- Opening Delimiter -
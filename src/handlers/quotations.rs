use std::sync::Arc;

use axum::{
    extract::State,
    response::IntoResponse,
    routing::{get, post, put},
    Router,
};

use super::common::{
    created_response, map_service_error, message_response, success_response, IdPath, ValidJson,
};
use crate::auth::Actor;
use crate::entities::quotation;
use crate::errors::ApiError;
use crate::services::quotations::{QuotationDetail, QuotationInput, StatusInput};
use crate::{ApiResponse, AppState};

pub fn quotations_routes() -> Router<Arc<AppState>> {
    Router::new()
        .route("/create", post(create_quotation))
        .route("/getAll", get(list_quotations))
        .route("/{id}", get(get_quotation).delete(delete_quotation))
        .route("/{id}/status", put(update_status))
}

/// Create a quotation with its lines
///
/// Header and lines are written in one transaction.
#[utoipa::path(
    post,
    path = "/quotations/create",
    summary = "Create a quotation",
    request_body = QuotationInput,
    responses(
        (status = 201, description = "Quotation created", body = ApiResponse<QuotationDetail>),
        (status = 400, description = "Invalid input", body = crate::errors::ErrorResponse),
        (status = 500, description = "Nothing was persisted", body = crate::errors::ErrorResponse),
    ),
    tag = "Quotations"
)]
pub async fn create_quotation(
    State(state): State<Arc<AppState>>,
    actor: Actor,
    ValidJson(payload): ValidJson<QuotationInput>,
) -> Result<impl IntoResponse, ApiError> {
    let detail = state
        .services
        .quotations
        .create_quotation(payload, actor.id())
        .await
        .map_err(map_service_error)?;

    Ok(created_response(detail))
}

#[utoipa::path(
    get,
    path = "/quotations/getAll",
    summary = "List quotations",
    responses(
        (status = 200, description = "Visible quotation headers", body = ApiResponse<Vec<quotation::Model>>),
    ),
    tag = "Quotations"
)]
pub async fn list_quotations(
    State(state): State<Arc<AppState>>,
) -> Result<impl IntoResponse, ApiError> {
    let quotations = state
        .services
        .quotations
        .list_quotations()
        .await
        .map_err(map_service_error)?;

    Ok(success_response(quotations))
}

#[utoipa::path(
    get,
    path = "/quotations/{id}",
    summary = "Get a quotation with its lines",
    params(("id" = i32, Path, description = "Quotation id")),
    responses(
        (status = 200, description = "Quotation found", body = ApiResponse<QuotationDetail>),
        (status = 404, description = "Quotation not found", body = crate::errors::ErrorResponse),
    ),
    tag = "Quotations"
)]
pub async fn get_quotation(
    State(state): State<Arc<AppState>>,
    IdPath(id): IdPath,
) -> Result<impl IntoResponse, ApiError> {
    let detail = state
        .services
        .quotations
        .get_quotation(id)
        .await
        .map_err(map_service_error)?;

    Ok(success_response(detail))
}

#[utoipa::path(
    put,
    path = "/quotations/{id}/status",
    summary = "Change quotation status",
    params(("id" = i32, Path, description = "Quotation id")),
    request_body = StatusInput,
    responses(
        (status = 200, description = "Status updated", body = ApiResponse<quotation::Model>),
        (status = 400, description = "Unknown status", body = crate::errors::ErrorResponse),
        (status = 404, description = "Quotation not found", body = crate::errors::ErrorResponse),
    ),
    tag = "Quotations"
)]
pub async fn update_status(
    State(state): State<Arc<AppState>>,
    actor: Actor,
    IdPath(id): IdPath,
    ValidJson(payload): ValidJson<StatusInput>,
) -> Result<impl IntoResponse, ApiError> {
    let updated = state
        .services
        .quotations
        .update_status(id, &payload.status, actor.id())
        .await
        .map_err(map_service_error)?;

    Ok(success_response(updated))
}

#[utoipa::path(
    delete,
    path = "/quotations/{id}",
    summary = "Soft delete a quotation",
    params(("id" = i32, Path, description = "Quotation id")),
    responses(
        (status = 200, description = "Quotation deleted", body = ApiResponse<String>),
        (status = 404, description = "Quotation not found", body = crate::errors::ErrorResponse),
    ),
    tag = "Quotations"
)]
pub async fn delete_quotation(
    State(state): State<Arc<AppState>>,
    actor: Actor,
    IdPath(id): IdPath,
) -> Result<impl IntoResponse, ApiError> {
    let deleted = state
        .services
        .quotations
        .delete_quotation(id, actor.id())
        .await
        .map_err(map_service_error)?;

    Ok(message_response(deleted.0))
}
- Closing Delimiter -
→ Task statement:
State the number of lines in the records above that contain the string "getAll", and give nothing else.

→ Exercise output:
2